Note: we assume (reasonably) that constants are such that D ≤ W.

Computing time bound for given parallelism

We use this estimate:

D(e) + W(e)/P

where P is the no. of parallel threads.

Given W and D, we can estimate how programs behave for different P:

• If P is constant but inputs grow, parallel programs have same asymptotic time complexity as sequential ones
• Even if we have infinite resources, (P -> Infinity), running time does not go to zero, but depends on the depth of the tree i.e. D(e)

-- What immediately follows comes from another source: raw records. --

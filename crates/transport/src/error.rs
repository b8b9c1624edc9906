//! Error types for the upstream transport (spec.md §4.8, §7)

#[derive(Debug, thiserror::Error)]
pub enum Error {
    #[error("account not found: {0}")]
    NotFound(String),

    #[error("rate limited")]
    RateLimited,

    #[error("auth refresh failed: {0}")]
    AuthFailed(String),

    #[error("all base URLs failed: {0}")]
    BadGateway(String),

    #[error("upstream returned {status}: {body}")]
    Upstream { status: u16, body: String },
}

impl From<credentials::Error> for Error {
    fn from(e: credentials::Error) -> Self {
        Error::NotFound(e.to_string())
    }
}

impl From<oauth::Error> for Error {
    fn from(e: oauth::Error) -> Self {
        match e {
            oauth::Error::NotFound(id) => Error::NotFound(id),
            other => Error::AuthFailed(other.to_string()),
        }
    }
}

pub type Result<T> = std::result::Result<T, Error>;
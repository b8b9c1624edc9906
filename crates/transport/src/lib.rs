//! Upstream transport and SSE framing (spec.md C8/C9)

mod client;
mod error;
mod framer;

pub use client::Transport;
pub use error::{Error, Result};
pub use framer::SseFramer;
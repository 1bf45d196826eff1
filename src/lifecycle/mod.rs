//! Lifecycle management subsystem.
//!
//! # Data Flow
//! ```text
//! Startup (startup.rs):
//!     Validated config → Key provider → Prime key cache → Pipeline
//!
//! Shutdown (shutdown.rs):
//!     Trigger → Stop accepting → Drain in-flight requests → Stop sweeper
//!
//! Signals (signals.rs):
//!     SIGTERM/SIGINT → Trigger graceful shutdown
//! ```
//!
//! # Design Decisions
//! - Ordered startup: config first, then pipeline, then listener
//! - Ordered shutdown: stop accept, drain, stop background tasks

pub mod shutdown;
pub mod signals;
pub mod startup;

pub use shutdown::Shutdown;
pub use startup::{build_pipeline, StartupError};
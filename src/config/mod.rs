//! Configuration management subsystem.
//!
//! # Data Flow
//! ```text
//! config file (TOML)
//!     → loader.rs (parse & deserialize)
//!     → validation.rs (semantic checks)
//!     → GateConfig (validated, immutable)
//!     → compiled into pipeline components, shared via Arc
//! ```
//!
//! # Design Decisions
//! - Config is immutable once loaded; no hot reload
//! - All fields have defaults to allow minimal configs
//! - Validation separates syntactic (serde) from semantic checks
//! - Any error is fatal: the process must not start on a bad config

pub mod loader;
pub mod schema;
pub mod validation;

pub use loader::{load_config, parse_config, ConfigError};
pub use schema::{
    BotConfig, CorsConfig, DeploymentMode, GateConfig, ListenerConfig, LogFormat,
    ObservabilityConfig, RateLimitConfig, RetryConfig, RouteConfig, RouteMode, RouteRateLimit,
    SecurityConfig, TimeoutConfig, TokenConfig, WebhookConfig, WebhookKind,
};
pub use validation::ValidationError;
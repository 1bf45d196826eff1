//! The pipeline's view of an incoming request.

use std::net::IpAddr;

use axum::http::{header, HeaderMap, Method};
use bytes::Bytes;
use serde_json::Value;

/// Everything the pipeline reads from a request. The body is buffered so
/// webhook signatures can be checked over the exact bytes received.
#[derive(Debug, Clone)]
pub struct GateRequest {
    pub method: Method,
    pub path: String,
    pub headers: HeaderMap,
    pub client_ip: IpAddr,
    pub body: Bytes,
    pub request_id: Option<String>,
}

impl GateRequest {
    pub fn new(method: Method, path: impl Into<String>, client_ip: IpAddr) -> Self {
        Self {
            method,
            path: path.into(),
            headers: HeaderMap::new(),
            client_ip,
            body: Bytes::new(),
            request_id: None,
        }
    }

    pub fn header(&self, name: impl header::AsHeaderName) -> Option<&str> {
        self.headers.get(name).and_then(|v| v.to_str().ok())
    }

    pub fn user_agent(&self) -> Option<&str> {
        self.header(header::USER_AGENT)
    }

    pub fn origin(&self) -> Option<&str> {
        self.header(header::ORIGIN)
    }

    /// Bearer token from `Authorization`, else the named session cookie.
    ///
    /// A present but malformed `Authorization` header yields `None`; the
    /// cookie is only consulted when the header is absent.
    pub fn credential(&self, session_cookie: Option<&str>) -> Option<&str> {
        if self.headers.contains_key(header::AUTHORIZATION) {
            return self.header(header::AUTHORIZATION).and_then(parse_bearer);
        }
        session_cookie.and_then(|name| self.cookie(name))
    }

    pub fn cookie(&self, name: &str) -> Option<&str> {
        self.headers
            .get_all(header::COOKIE)
            .iter()
            .filter_map(|v| v.to_str().ok())
            .flat_map(|v| v.split(';'))
            .filter_map(|pair| pair.trim().split_once('='))
            .find(|(k, _)| *k == name)
            .map(|(_, v)| v.trim())
            .filter(|v| !v.is_empty())
    }

    /// Email address submitted in the body, as a JSON `email` field or a
    /// form-urlencoded `email` parameter.
    pub fn body_email(&self) -> Option<String> {
        if self.body.is_empty() {
            return None;
        }
        let is_form = self
            .header(header::CONTENT_TYPE)
            .and_then(|ct| ct.split(';').next())
            .is_some_and(|media| {
                media
                    .trim()
                    .eq_ignore_ascii_case("application/x-www-form-urlencoded")
            });

        let email = if is_form {
            url::form_urlencoded::parse(&self.body)
                .find(|(k, _)| k == "email")
                .map(|(_, v)| v.into_owned())
        } else {
            serde_json::from_slice::<Value>(&self.body)
                .ok()
                .and_then(|v| v.get("email").and_then(Value::as_str).map(str::to_owned))
        };
        email.map(|e| e.trim().to_string()).filter(|e| !e.is_empty())
    }
}

fn parse_bearer(value: &str) -> Option<&str> {
    let (scheme, token) = value.trim().split_once(' ')?;
    let token = token.trim();
    if scheme.eq_ignore_ascii_case("bearer") && !token.is_empty() {
        Some(token)
    } else {
        None
    }
}

#[cfg(test)]
mod tests {
    use super::*;
    use axum::http::HeaderValue;
    use std::net::Ipv4Addr;

    fn request() -> GateRequest {
        GateRequest::new(Method::POST, "/auth/login", IpAddr::V4(Ipv4Addr::LOCALHOST))
    }

    fn with_header(mut req: GateRequest, name: header::HeaderName, value: &str) -> GateRequest {
        req.headers.append(name, HeaderValue::from_str(value).unwrap());
        req
    }

    #[test]
    fn test_bearer_credential() {
        let req = with_header(request(), header::AUTHORIZATION, "Bearer abc.def.ghi");
        assert_eq!(req.credential(None), Some("abc.def.ghi"));

        let req = with_header(request(), header::AUTHORIZATION, "bearer abc");
        assert_eq!(req.credential(None), Some("abc"));
    }

    #[test]
    fn test_malformed_authorization_is_missing() {
        for value in ["Basic dXNlcjpwYXNz", "Bearer", "Bearer   ", "abc.def.ghi"] {
            let req = with_header(request(), header::AUTHORIZATION, value);
            assert_eq!(req.credential(Some("session")), None, "{value}");
        }
    }

    #[test]
    fn test_cookie_fallback() {
        let req = with_header(request(), header::COOKIE, "theme=dark; session=tok123");
        assert_eq!(req.credential(Some("session")), Some("tok123"));
        assert_eq!(req.credential(None), None);
        assert_eq!(req.credential(Some("other")), None);
    }

    #[test]
    fn test_body_email_json_and_form() {
        let mut req = request();
        req.body = Bytes::from_static(br#"{"email":" Alice@Example.com "}"#);
        assert_eq!(req.body_email().as_deref(), Some("Alice@Example.com"));

        let mut req = with_header(
            request(),
            header::CONTENT_TYPE,
            "application/x-www-form-urlencoded",
        );
        req.body = Bytes::from_static(b"name=a&email=bob%40corp.example");
        assert_eq!(req.body_email().as_deref(), Some("bob@corp.example"));
    }

    #[test]
    fn test_form_content_type_is_case_insensitive() {
        let mut req = with_header(
            request(),
            header::CONTENT_TYPE,
            "Application/X-WWW-Form-Urlencoded; charset=UTF-8",
        );
        req.body = Bytes::from_static(b"email=carol%40corp.example");
        assert_eq!(req.body_email().as_deref(), Some("carol@corp.example"));
    }

    #[test]
    fn test_body_email_missing() {
        let mut req = request();
        assert_eq!(req.body_email(), None);
        req.body = Bytes::from_static(b"not json");
        assert_eq!(req.body_email(), None);
        req.body = Bytes::from_static(br#"{"email":42}"#);
        assert_eq!(req.body_email(), None);
    }
}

Consequences for segmentRec

The call to parallel function segmentRec had:

• work W: O(t − s)
• depth D: O(log(t − s))

On a platform with P parallel threads the running time is, for some constants b1, b2, b3, b4:

b1*log(t − s) + b2 + (b3(t − s) + b4)/P

• if P is bounded, we have linear behavior in t − s
  • possibly faster than sequential, depending on constants
• if P grows, the depth starts to dominate the cost and the running time becomes logarithmic in t − s

Parallelism and Amdahl’s Law

Suppose that we have two parts of a sequential computation:

• part1 takes fraction f of the computation time (e.g. 40%) that we cannot speed up
• part2 take the remaining 1 − f fraction of time (e.g. 60%) and we can speed it up

If we make part2 P times faster, the speedup is

1/(f + (1 − f)/P)

For P = 100 and f = 0.4 we obtain 2.46.

Even if we speed the second part infinitely, we can obtain at most 1/0.4 = 2.5 speed up.